The invention also relates to a method of producing such a connector.
2. Discussion of Background
The structure of a conventional coaxial cable comprises a central conductor, called the core, consisting of a solid wire, generally made of copper. The central core is surrounded by an electrically insulating dielectric which separates the core from an external cylindrical screen, generally a metal braid, forming a second conductor of a pair. The assembly is surrounded by a protective sheath made of electrically insulating material. More complex structures exist, comprising several central conductors and at least one metal screen, for example the structure called “twinax” structure comprising two solid central conductors. In the following, in order to be more concrete, the example of coaxial cables will be considered, without thereby limiting the scope of the invention.
One of the standard applications of such cables is the transmission of high-frequency AC or pulsed signals. Thus, coaxial cables or the like are associated with a number of critical electrical characteristics namely, in particular, the characteristic impedance, the operating frequency range, the attenuation, the reflection coefficient or standing wave ratio (SWR), etc. Furthermore, it is often necessary to connect the coaxial cable shields to the mechanical ground of the electrical and/or electronic items of equipment or apparatus in which they are used, so that the signals are defined with respect to a well-defined potential.
In many items of equipment, either because they are mobile or because they must themselves communicate with mobile, or at the very least disconnectable, apparatus, penetration connectors, of the complementary, male and female, type, are provided. Each pair of connectors establishes a connection of the coaxial type (or multi-coaxial type if there are several output cables per connector). Advantage is then taken of the presence of these connectors to fulfill the “grounding” function of the coaxial cables which pass through them.
This is because certain connectors, called “equipment” connectors, are provided with members which connect the outer metal shield of the coaxial contacts of various sizes to the metal body of the connector itself. In the term of the art, connectors of this type, which make it possible to fulfill the aforementioned grounding function, are often called “grounding” connectors. The ground continuity provided by them, between the item of equipment and the shield (braid) of the cable, must in general be less than 10 mΩ.
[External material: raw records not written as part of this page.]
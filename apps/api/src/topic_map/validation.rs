//! Topic map validation: hard invariants (reject) and soft quality checks (warn).
//!
//! Hard rules, all collected before returning:
//! - `content_title`, `primary_keyword`, `content_type` are non-blank
//! - `priority_score` is within 1–5
//! - multi-valued fields carry no blank items
//! - titles are unique within the batch
//! - exactly one Pillar, with no parent
//! - every Cluster's parent is the Pillar, every Spoke's parent is a Cluster
//!
//! The tier rule makes the hierarchy a tree by construction: a parent is always
//! one level above its child, so no chain can loop back on itself.

use std::collections::HashMap;

use crate::topic_map::error::{ValidationError, Violation};
use crate::topic_map::record::{recommended_range, Level, TopicRecord};

pub const MIN_PRIORITY: u8 = 1;
pub const MAX_PRIORITY: u8 = 5;

/// Validates a full batch. `Ok(())` only when no hard rule is broken.
pub fn validate_records(records: &[TopicRecord]) -> Result<(), ValidationError> {
    let violations = collect_violations(records);
    if violations.is_empty() {
        Ok(())
    } else {
        Err(ValidationError::new(violations))
    }
}

/// Returns every hard-rule violation in the batch, in record order, batch-wide rules last.
pub fn collect_violations(records: &[TopicRecord]) -> Vec<Violation> {
    let mut violations = Vec::new();

    for (index, record) in records.iter().enumerate() {
        check_record(index, record, &mut violations);
    }

    // title -> (index, level) of its first occurrence
    let mut titles: HashMap<&str, (usize, Level)> = HashMap::new();
    for (index, record) in records.iter().enumerate() {
        let title = record.content_title.trim();
        if title.is_empty() {
            continue;
        }
        if let Some((first, _)) = titles.get(title) {
            violations.push(Violation::record(
                index,
                &record.content_title,
                format!("content_title duplicates entry {first}"),
            ));
        } else {
            titles.insert(title, (index, record.level));
        }
    }

    for (index, record) in records.iter().enumerate() {
        let (Some(expected), Some(parent)) = (record.level.expected_parent(), &record.parent_topic)
        else {
            continue;
        };
        let parent = parent.trim();
        if parent.is_empty() {
            continue; // already reported by check_record
        }
        match titles.get(parent) {
            None => violations.push(Violation::record(
                index,
                &record.content_title,
                format!("parent_topic '{parent}' does not match any content_title"),
            )),
            Some((_, level)) if *level != expected => violations.push(Violation::record(
                index,
                &record.content_title,
                format!(
                    "parent_topic '{parent}' is a {level}; a {} must sit under a {expected}",
                    record.level
                ),
            )),
            Some(_) => {}
        }
    }

    let pillars = records.iter().filter(|r| r.level == Level::Pillar).count();
    if pillars != 1 {
        violations.push(Violation::batch(format!(
            "expected exactly 1 Pillar, found {pillars}"
        )));
    }

    violations
}

fn check_record(index: usize, record: &TopicRecord, out: &mut Vec<Violation>) {
    let title = record.content_title.as_str();
    let mut flag = |message: String| out.push(Violation::record(index, title, message));

    if record.content_title.trim().is_empty() {
        flag("content_title must not be empty".to_string());
    }
    if record.primary_keyword.trim().is_empty() {
        flag("primary_keyword must not be empty".to_string());
    }
    if record.content_type.trim().is_empty() {
        flag("content_type must not be empty".to_string());
    }
    if !(MIN_PRIORITY..=MAX_PRIORITY).contains(&record.priority_score) {
        flag(format!(
            "priority_score {} is outside {MIN_PRIORITY}-{MAX_PRIORITY}",
            record.priority_score
        ));
    }

    for (field, items) in list_fields(record) {
        if items.iter().any(|item| item.trim().is_empty()) {
            flag(format!("{field} contains a blank item"));
        }
    }

    let has_parent = record
        .parent_topic
        .as_deref()
        .is_some_and(|p| !p.trim().is_empty());
    match record.level {
        Level::Pillar if record.parent_topic.is_some() => {
            flag("a Pillar must not have a parent_topic".to_string());
        }
        Level::Cluster | Level::Spoke if !has_parent => {
            flag(format!("a {} requires a parent_topic", record.level));
        }
        _ => {}
    }
}

fn list_fields(record: &TopicRecord) -> [(&'static str, &[String]); 4] {
    [
        ("semantic_entities", &record.semantic_entities),
        ("paa_questions", &record.paa_questions),
        ("citations", &record.citations),
        ("internal_link_targets", &record.internal_link_targets),
    ]
}

// ────────────────────────────────────────────────────────────────────────────
// Soft quality checks
// ────────────────────────────────────────────────────────────────────────────

/// Editorial checks that never reject a batch: entity/PAA/citation counts,
/// unresolved link targets and word counts off the content type's recommendation.
pub fn quality_warnings(records: &[TopicRecord]) -> Vec<String> {
    let titles: std::collections::HashSet<&str> =
        records.iter().map(|r| r.content_title.trim()).collect();
    let mut warnings = Vec::new();

    for (index, record) in records.iter().enumerate() {
        let label = format!("Entry {index} ({})", record.content_title);

        let entities = record.semantic_entities.len();
        if !(3..=5).contains(&entities) {
            warnings.push(format!(
                "{label}: semantic_entities should have 3-5 items, got {entities}"
            ));
        }
        if record.paa_questions.len() < 2 {
            warnings.push(format!(
                "{label}: paa_questions should have at least 2 items, got {}",
                record.paa_questions.len()
            ));
        }
        if record.citations.is_empty() {
            warnings.push(format!("{label}: citations should have at least 1 item"));
        }
        for target in &record.internal_link_targets {
            if !titles.contains(target.trim()) {
                warnings.push(format!(
                    "{label}: internal link target '{target}' does not match any content_title"
                ));
            }
        }
        if let Some(recommended) = recommended_range(&record.content_type) {
            if recommended != record.word_count_range {
                warnings.push(format!(
                    "{label}: word_count_range {} differs from the {recommended} recommended for {}",
                    record.word_count_range, record.content_type
                ));
            }
        }
    }

    warnings
}
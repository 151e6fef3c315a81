use std::time::Duration;

use anyhow::{Context, Result};

const DEFAULT_RESEARCH_DELAY_MS: u64 = 500;
const DEFAULT_S3_REGION: &str = "us-east-1";

/// Application configuration loaded from environment variables.
/// Startup fails if required variables are missing.
#[derive(Debug, Clone)]
pub struct Config {
    pub anthropic_api_key: String,
    pub tavily_api_key: String,
    pub port: u16,
    pub rust_log: String,
    /// Pause between consecutive research queries.
    pub research_delay: Duration,
    /// Present only when cloud upload is fully configured.
    pub storage: Option<StorageConfig>,
}

#[derive(Debug, Clone)]
pub struct StorageConfig {
    pub s3_bucket: String,
    /// Custom endpoint for S3-compatible stores (MinIO); AWS when unset.
    pub s3_endpoint: Option<String>,
    pub s3_region: String,
    pub aws_access_key_id: String,
    pub aws_secret_access_key: String,
}

impl Config {
    pub fn from_env() -> Result<Self> {
        dotenvy::dotenv().ok(); // load .env if present; ignore if missing

        Ok(Config {
            anthropic_api_key: require_env("ANTHROPIC_API_KEY")?,
            tavily_api_key: require_env("TAVILY_API_KEY")?,
            port: std::env::var("PORT")
                .unwrap_or_else(|_| "8080".to_string())
                .parse::<u16>()
                .context("PORT must be a valid port number")?,
            rust_log: std::env::var("RUST_LOG").unwrap_or_else(|_| "info".to_string()),
            research_delay: Duration::from_millis(match optional_env("RESEARCH_DELAY_MS") {
                Some(ms) => ms
                    .parse::<u64>()
                    .context("RESEARCH_DELAY_MS must be a whole number of milliseconds")?,
                None => DEFAULT_RESEARCH_DELAY_MS,
            }),
            storage: StorageConfig::from_env(),
        })
    }
}

impl StorageConfig {
    /// `None` unless the bucket and both credentials are set.
    fn from_env() -> Option<Self> {
        Some(StorageConfig {
            s3_bucket: optional_env("S3_BUCKET")?,
            s3_endpoint: optional_env("S3_ENDPOINT"),
            s3_region: optional_env("S3_REGION").unwrap_or_else(|| DEFAULT_S3_REGION.to_string()),
            aws_access_key_id: optional_env("AWS_ACCESS_KEY_ID")?,
            aws_secret_access_key: optional_env("AWS_SECRET_ACCESS_KEY")?,
        })
    }
}

fn require_env(key: &str) -> Result<String> {
    std::env::var(key).with_context(|| format!("Required environment variable '{key}' is not set"))
}

/// Set and non-blank.
fn optional_env(key: &str) -> Option<String> {
    std::env::var(key)
        .ok()
        .map(|v| v.trim().to_string())
        .filter(|v| !v.is_empty())
}
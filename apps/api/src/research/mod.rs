pub mod collector;
pub mod queries;
pub mod search_client;

pub use collector::{collect_research, ResearchDigest, ResearchRequest, ResearchSummary};
pub use search_client::{SearchClient, SearchError, TavilyClient};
Although connectors of the aforementioned type allow both functions (signal transmission and grounding) to be fulfilled, they are not thereby without drawbacks. From the standpoint of use on an industrial scale, they have in particular the following major drawbacks:
they have a high cost, typically about 2 to 3 kF, which cost must be compared with connectors of the same family (that is to say connectors having equivalent functions, apart from grounding), i.e. typically about 0.5 kF (namely in a ratio of about 1 to 5);
in many cases, there is only a single source of supply (a single manufacturer and/or distributor), something which is not generally acceptable as there is then a serious risk of running out of stock;
correspondingly, the continuity of supply is low, when it relies on the existence of a single source of supply;
supply lead times are generally long, typically around 6 to 8 months; and
connectors fulfilling the two aforementioned functions are not found in many families of “equipment”-type connectors, thereby restricting the choice of models.
There is therefore a need for connectors having at least one output per coaxial cable or the like, fulfilling the function of connecting the outer metal shield of the cable or cables to the mechanical ground of the item of equipment supporting the connector, but not having the drawbacks of the devices of the prior art, some of which have just been mentioned.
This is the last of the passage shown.